//! Regeneration: rebuilding the slot arrays with more slack once a type runs out.
//!
//! The store is in one of two states. [`GrowthState::Normal`] means every insert
//! either succeeds or fails for a reason unrelated to capacity. An insert that finds
//! no vacancy switches to [`GrowthState::Exhausted`], remembering how many vacancies
//! the type needs (one, or more via [`OrganizedPieces::request_vacancies`]). Nothing
//! grows on its own; the caller runs [`OrganizedPieces::regenerate`] and retries.
//!
//! Regeneration renumbers slots. Every range moves up by the total growth of the
//! ranges before it, and the point and line indices are rewritten to match. The
//! returned [`Regeneration`] carries the shift table so holders of slot numbers
//! (undo stacks, render caches) can follow along.

use rustc_hash::FxHashMap;
use tracing::debug;

use crate::core::piece::PieceType;
use crate::error::{StoreError, StoreResult};
use crate::organized::OrganizedPieces;
use crate::ranges::{TypeRange, TypeRangeTable};
use crate::store::{try_reserve, Store};

#[derive(Debug, Clone, Default, PartialEq, Eq)]
pub enum GrowthState {
    #[default]
    Normal,
    /// Vacancies each short type needs after the next regeneration.
    Exhausted { demand: FxHashMap<PieceType, usize> },
}

/// Where one pre-regeneration range went.
#[derive(Debug, Clone, Copy, PartialEq, Eq)]
pub struct Shift {
    pub piece_type: PieceType,
    pub old_start: usize,
    pub old_end: usize,
    pub offset: usize,
}

/// Outcome of a regeneration.
#[derive(Debug, Clone, PartialEq, Eq)]
pub struct Regeneration {
    /// Store generation after this regeneration.
    pub generation: u64,
    /// One entry per pre-existing range, in slot order.
    pub shifts: Vec<Shift>,
    /// Slots added per type (including types that had no range before).
    pub grown: Vec<(PieceType, usize)>,
}

impl Regeneration {
    /// False if nothing needed to grow; slot numbers are then unchanged.
    pub fn renumbered(&self) -> bool {
        !self.grown.is_empty()
    }

    /// New slot number of a pre-regeneration slot.
    pub fn remap(&self, slot: usize) -> usize {
        let i = self.shifts.partition_point(|s| s.old_end <= slot);
        match self.shifts.get(i) {
            Some(s) if s.old_start <= slot => slot + s.offset,
            _ => slot,
        }
    }
}

impl OrganizedPieces {
    /// Grows every type's slack back to its policy target (at least the requested
    /// vacancies for exhausted types), rewrites the indices and returns to
    /// [`GrowthState::Normal`].
    ///
    /// O(total slots). Fails with `Config` if the slot count would overflow and with
    /// `AllocationFailed` if the new arrays cannot be allocated; the store is
    /// unchanged in both cases.
    pub fn regenerate(&mut self) -> StoreResult<Regeneration> {
        let demand = match &self.growth {
            GrowthState::Normal => FxHashMap::default(),
            GrowthState::Exhausted { demand } => demand.clone(),
        };

        let mut all_types: Vec<PieceType> = self.ranges.types().collect();
        all_types.extend(demand.keys().copied());
        all_types.sort_unstable();
        all_types.dedup();

        // (type, existing range, slots to add)
        let mut plan: Vec<(PieceType, Option<&TypeRange>, usize)> =
            Vec::with_capacity(all_types.len());
        for ty in all_types {
            let range = self.ranges.get(ty);
            let live = range.map_or(0, TypeRange::live_count);
            let vacant = range.map_or(0, |r| r.undefineds().len());
            let want = self
                .config
                .slack_for(ty, live)
                .max(demand.get(&ty).copied().unwrap_or(0));
            plan.push((ty, range, want.saturating_sub(vacant)));
        }

        let too_big = || StoreError::Config {
            reason: format!("regeneration would grow past {} slots", usize::MAX),
        };
        let total_growth = plan
            .iter()
            .try_fold(0usize, |sum, &(_, _, add)| sum.checked_add(add))
            .ok_or_else(too_big)?;
        if total_growth == 0 {
            self.growth = GrowthState::Normal;
            return Ok(Regeneration {
                generation: self.generation,
                shifts: Vec::new(),
                grown: Vec::new(),
            });
        }
        let total = self.store.len().checked_add(total_growth).ok_or_else(too_big)?;

        let mut store = Store::with_capacity(total)?;
        let mut ranges = Vec::with_capacity(plan.len());
        let mut shifts = Vec::with_capacity(plan.len());
        let mut grown = Vec::new();
        for &(ty, old, add) in &plan {
            let start = store.len();
            let old_vacant = old.map_or(0, |r| r.undefineds().len());
            let mut undefineds = Vec::new();
            try_reserve(&mut undefineds, old_vacant + add, "type_range.undefineds")?;
            if let Some(old) = old {
                store.extend_from(&self.store, old.start, old.end);
                shifts.push(Shift {
                    piece_type: ty,
                    old_start: old.start,
                    old_end: old.end,
                    offset: start - old.start,
                });
            }
            let fresh_start = store.len();
            store.push_vacant(ty, add);
            // descending: fresh slots sit above every old one
            undefineds.extend((fresh_start..store.len()).rev());
            if let Some(old) = old {
                let offset = start - old.start;
                undefineds.extend(old.undefineds().iter().map(|&s| s + offset));
            }
            if add > 0 {
                grown.push((ty, add));
            }
            ranges.push((ty, TypeRange::from_parts(start, store.len(), undefineds)));
        }

        self.generation += 1;
        let event = Regeneration {
            generation: self.generation,
            shifts,
            grown,
        };

        self.store = store;
        self.ranges = TypeRangeTable::from_ranges(ranges);
        self.coords.remap(|s| event.remap(s));
        self.lines.remap(|s| event.remap(s));
        self.growth = GrowthState::Normal;

        debug!(
            generation = self.generation,
            slots = self.store.len(),
            added = total_growth,
            types_grown = event.grown.len(),
            "regenerated piece store"
        );
        Ok(event)
    }
}

#[cfg(test)]
mod tests {
    use super::*;
    use crate::config::StoreConfig;
    use crate::core::coord::{Coord, ORTHOGONALS};
    use crate::position::Position;
    use crate::slack::SlackPolicy;

    const A: PieceType = PieceType(1);
    const B: PieceType = PieceType(5);
    const C: PieceType = PieceType(9);

    fn shift(piece_type: PieceType, old_start: usize, old_end: usize, offset: usize) -> Shift {
        Shift {
            piece_type,
            old_start,
            old_end,
            offset,
        }
    }

    #[test]
    fn remap_follows_shift_table() {
        let event = Regeneration {
            generation: 1,
            shifts: vec![shift(A, 0, 2, 0), shift(B, 2, 2, 3), shift(C, 2, 5, 3)],
            grown: vec![(A, 3)],
        };
        assert_eq!(event.remap(1), 1);
        assert_eq!(event.remap(2), 5);
        assert_eq!(event.remap(4), 7);
        assert_eq!(event.remap(40), 40);
    }

    #[test]
    fn exhausted_fixed_type_gets_one_slot() {
        let pos = Position::new()
            .with(Coord::new(0, 0), A)
            .with(Coord::new(1, 0), C);
        let cfg = StoreConfig::new().with_slides(&ORTHOGONALS);
        let mut p = OrganizedPieces::allocate(&pos, &cfg).unwrap();
        assert_eq!(p.slot_count(), 2);

        assert_eq!(
            p.insert(A, Coord::new(5, 5), None),
            Err(StoreError::SlotExhausted { piece_type: A })
        );
        let event = p.regenerate().unwrap();
        assert!(event.renumbered());
        assert_eq!(event.grown, vec![(A, 1)]);
        assert_eq!(p.growth_state(), &GrowthState::Normal);
        assert_eq!(p.generation(), 1);
        // C moved up by one
        assert_eq!(p.lookup(Coord::new(1, 0)), Some(2));
        assert_eq!(p.insert(A, Coord::new(5, 5), None), Ok(1));
        p.validate().unwrap();
    }

    #[test]
    fn unseen_type_gets_a_range_in_type_order() {
        let pos = Position::new()
            .with(Coord::new(0, 0), A)
            .with(Coord::new(1, 0), C);
        let cfg = StoreConfig::new().with_slides(&ORTHOGONALS);
        let mut p = OrganizedPieces::allocate(&pos, &cfg).unwrap();
        assert!(p.range_of(B).is_none());

        assert_eq!(
            p.insert(B, Coord::new(3, 3), None),
            Err(StoreError::SlotExhausted { piece_type: B })
        );
        let event = p.regenerate().unwrap();
        assert_eq!(event.grown, vec![(B, 1)]);
        assert_eq!(p.range_of(B).map(|r| (r.start, r.end)), Some((1, 2)));
        assert_eq!(p.range_of(C).map(|r| r.start), Some(2));
        assert_eq!(p.insert(B, Coord::new(3, 3), None), Ok(1));
        p.validate().unwrap();
    }

    #[test]
    fn requested_vacancies_are_honored() {
        let pos = Position::new()
            .with(Coord::new(0, 0), A)
            .with(Coord::new(1, 0), C);
        let cfg = StoreConfig::new().with_slides(&ORTHOGONALS);
        let mut p = OrganizedPieces::allocate(&pos, &cfg).unwrap();

        assert!(p.request_vacancies(A, 3));
        assert!(p.request_vacancies(B, 2));
        assert!(!p.request_vacancies(C, 0));
        let event = p.regenerate().unwrap();
        assert_eq!(event.grown, vec![(A, 3), (B, 2)]);
        assert_eq!(p.vacancies(A), &[3, 2, 1]);
        assert_eq!(p.vacancies(B), &[5, 4]);
        assert_eq!(p.lookup(Coord::new(1, 0)), Some(6));
        for x in 0..3 {
            p.insert(A, Coord::new(x, 9), None).unwrap();
        }
        assert!(p.vacancies(A).is_empty());
        p.validate().unwrap();
    }

    #[test]
    fn overflowing_demand_is_refused() {
        let pos = Position::new().with(Coord::new(0, 0), A);
        let cfg = StoreConfig::new().with_slides(&ORTHOGONALS);
        let mut p = OrganizedPieces::allocate(&pos, &cfg).unwrap();
        p.request_vacancies(A, usize::MAX);
        p.request_vacancies(B, usize::MAX);
        let before = p.clone();
        assert!(matches!(p.regenerate(), Err(StoreError::Config { .. })));
        assert_eq!(p, before);
    }

    #[test]
    fn nothing_to_grow_keeps_numbering() {
        let pos = Position::new().with(Coord::new(0, 0), A);
        let cfg = StoreConfig::new()
            .with_type(A, SlackPolicy::Promotion)
            .with_slides(&ORTHOGONALS);
        let mut p = OrganizedPieces::allocate(&pos, &cfg).unwrap();
        let before = p.clone();
        let event = p.regenerate().unwrap();
        assert!(!event.renumbered());
        assert_eq!(p, before);
    }
}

## Task brief
The answer must consist solely of the number of lines in the listing that include the string "want".

## Result for this exercise
2